(La Nouvelle République)-Le gouvernement togolais annonce une nette réduction du déficit en personnel enseignant dans le pays. Selon les autorités, ce manque, estimé à 41 % il y a quelques années, est aujourd’hui ramené à 9 %, grâce à des efforts soutenus dans le secteur de l’éducation.
Le ministre des Enseignements primaire et secondaire, Komla Dodzi Kokoroko, a précisé que 5 000 nouveaux enseignants seront intégrés dans les prochains mois. L’annonce a été faite le dimanche 17 août 2025, lors d’une intervention sur la radio nationale. Ces recrutements concernent tous les niveaux d’enseignement, et s’inscrivent dans un plan national de renforcement des ressources humaines d’ici à 2030.

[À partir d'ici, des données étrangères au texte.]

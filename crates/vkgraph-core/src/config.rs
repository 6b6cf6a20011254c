use crate::layout::GpuMemoryLayout;

/// Graph construction options
#[derive(Clone, Debug)]
pub struct GraphConfig {
    /// Force every tensor created through `add_tensor` into this layout
    pub memory_layout_override: Option<GpuMemoryLayout>,
    /// Log each node as it is appended to the graph
    pub log_node_creation: bool,
    /// Prefix used when labelling nodes, useful when several graphs share one log
    pub node_label_prefix: String,
}

impl Default for GraphConfig {
    fn default() -> Self {
        Self {
            memory_layout_override: None,
            log_node_creation: false,
            node_label_prefix: "vkgraph".to_string(),
        }
    }
}

impl GraphConfig {
    pub fn new() -> Self {
        Self::default()
    }

    pub fn with_memory_layout_override(mut self, layout: GpuMemoryLayout) -> Self {
        self.memory_layout_override = Some(layout);
        self
    }

    pub fn with_node_logging(mut self, enabled: bool) -> Self {
        self.log_node_creation = enabled;
        self
    }

    pub fn with_node_label_prefix(mut self, prefix: impl Into<String>) -> Self {
        self.node_label_prefix = prefix.into();
        self
    }

    /// Layout for a new tensor when the caller did not pick one explicitly
    pub fn default_memory_layout(&self) -> GpuMemoryLayout {
        self.memory_layout_override.unwrap_or_default()
    }
}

Face aux départs à la retraite et à l’accroissement démographique, le gouvernement mise sur un recrutement progressif et anticipé pour maintenir un effectif suffisant dans les établissements scolaires. Le ministre a évoqué une « dynamique rassurante » qui vise à garantir la présence d’enseignants dans toutes les régions du pays.

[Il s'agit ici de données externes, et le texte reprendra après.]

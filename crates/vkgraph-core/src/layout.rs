/// GPU memory layouts for texture-backed tensors
///
/// A texture stores four consecutive elements of one logical dimension in a single texel.
/// Which dimension gets packed decides the texture's extents and therefore which regions
/// can be addressed with plain 3-D texel offsets.
use crate::shape::Shape;
#[cfg(feature = "serialize")]
use serde::{Deserialize, Serialize};

/// Number of elements packed into one texel
pub const TEXEL_PACKING: usize = 4;

/// Which logical dimension is packed into texels
#[derive(Debug, Clone, Copy, PartialEq, Eq, Hash, Default)]
#[cfg_attr(feature = "serialize", derive(Serialize, Deserialize))]
pub enum GpuMemoryLayout {
    /// Four consecutive width elements per texel
    WidthPacked,
    /// Four consecutive height elements per texel
    HeightPacked,
    /// Four consecutive channels per texel; batches are stacked along depth
    #[default]
    ChannelsPacked,
}

impl GpuMemoryLayout {
    pub fn name(&self) -> &'static str {
        match self {
            GpuMemoryLayout::WidthPacked => "width_packed",
            GpuMemoryLayout::HeightPacked => "height_packed",
            GpuMemoryLayout::ChannelsPacked => "channels_packed",
        }
    }

    /// Texture extents, in texels, needed to hold a tensor of the given shape.
    ///
    /// Sizes are padded to (N, C, H, W). The packed dimension is divided by
    /// [`TEXEL_PACKING`] rounding up; batch always folds into depth. Extents that do not fit
    /// an `i32` saturate at `i32::MAX`, which no device image reaches.
    pub fn image_extents(&self, shape: &Shape) -> IVec3 {
        let [w, h, c, n] = shape.whcn();
        let (x, y, z) = match self {
            GpuMemoryLayout::WidthPacked => (w.div_ceil(TEXEL_PACKING), h, c.saturating_mul(n)),
            GpuMemoryLayout::HeightPacked => (w, h.div_ceil(TEXEL_PACKING), c.saturating_mul(n)),
            GpuMemoryLayout::ChannelsPacked => {
                (w, h, c.div_ceil(TEXEL_PACKING).saturating_mul(n))
            }
        };
        IVec3::new(texel_extent(x), texel_extent(y), texel_extent(z))
    }
}

fn texel_extent(size: usize) -> i32 {
    i32::try_from(size).unwrap_or(i32::MAX)
}

impl std::fmt::Display for GpuMemoryLayout {
    fn fmt(&self, f: &mut std::fmt::Formatter<'_>) -> std::fmt::Result {
        write!(f, "{}", self.name())
    }
}

/// Texel coordinates or extents: x = width, y = height, z = depth (batch).
#[derive(Debug, Clone, Copy, PartialEq, Eq, Hash, Default)]
#[cfg_attr(feature = "serialize", derive(Serialize, Deserialize))]
pub struct IVec3 {
    pub data: [i32; 3],
}

impl IVec3 {
    pub const ZERO: IVec3 = IVec3 { data: [0, 0, 0] };

    pub fn new(x: i32, y: i32, z: i32) -> Self {
        Self { data: [x, y, z] }
    }

    pub fn x(&self) -> i32 {
        self.data[0]
    }

    pub fn y(&self) -> i32 {
        self.data[1]
    }

    pub fn z(&self) -> i32 {
        self.data[2]
    }

    /// Pad to four components for std140 uniform blocks
    pub fn to_ivec4(self) -> [i32; 4] {
        [self.data[0], self.data[1], self.data[2], 0]
    }

    /// Component-wise sum, `None` if any component overflows
    pub fn checked_add(self, rhs: IVec3) -> Option<IVec3> {
        Some(IVec3::new(
            self.data[0].checked_add(rhs.data[0])?,
            self.data[1].checked_add(rhs.data[1])?,
            self.data[2].checked_add(rhs.data[2])?,
        ))
    }
}

impl std::fmt::Display for IVec3 {
    fn fmt(&self, f: &mut std::fmt::Formatter<'_>) -> std::fmt::Result {
        write!(f, "({}, {}, {})", self.data[0], self.data[1], self.data[2])
    }
}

En plus des recrutements, l’accent est mis sur la formation initiale et continue. Chaque année, environ 2 500 enseignants reçoivent une formation de base, complétée par des mises à niveau régulières. Ces programmes incluent les nouvelles approches pédagogiques axées sur les compétences et la participation active des élèves.
L’amélioration des infrastructures accompagne ces mesures. Le ministère rapporte que plus de 5 000 salles de classe ont été construites et équipées ces dernières années. Des projets sont également en cours pour intégrer le numérique dans l’apprentissage et moderniser les conditions de travail dans les établissements publics.
L’ensemble de ces efforts s’inscrit dans une stratégie globale visant à améliorer l’accès et la qualité de l’éducation au Togo. Avec des taux de réussite jugés satisfaisants aux examens nationaux en 2024-2025, le pays montre sa volonté de bâtir un système éducatif plus équitable et plus performant à long terme.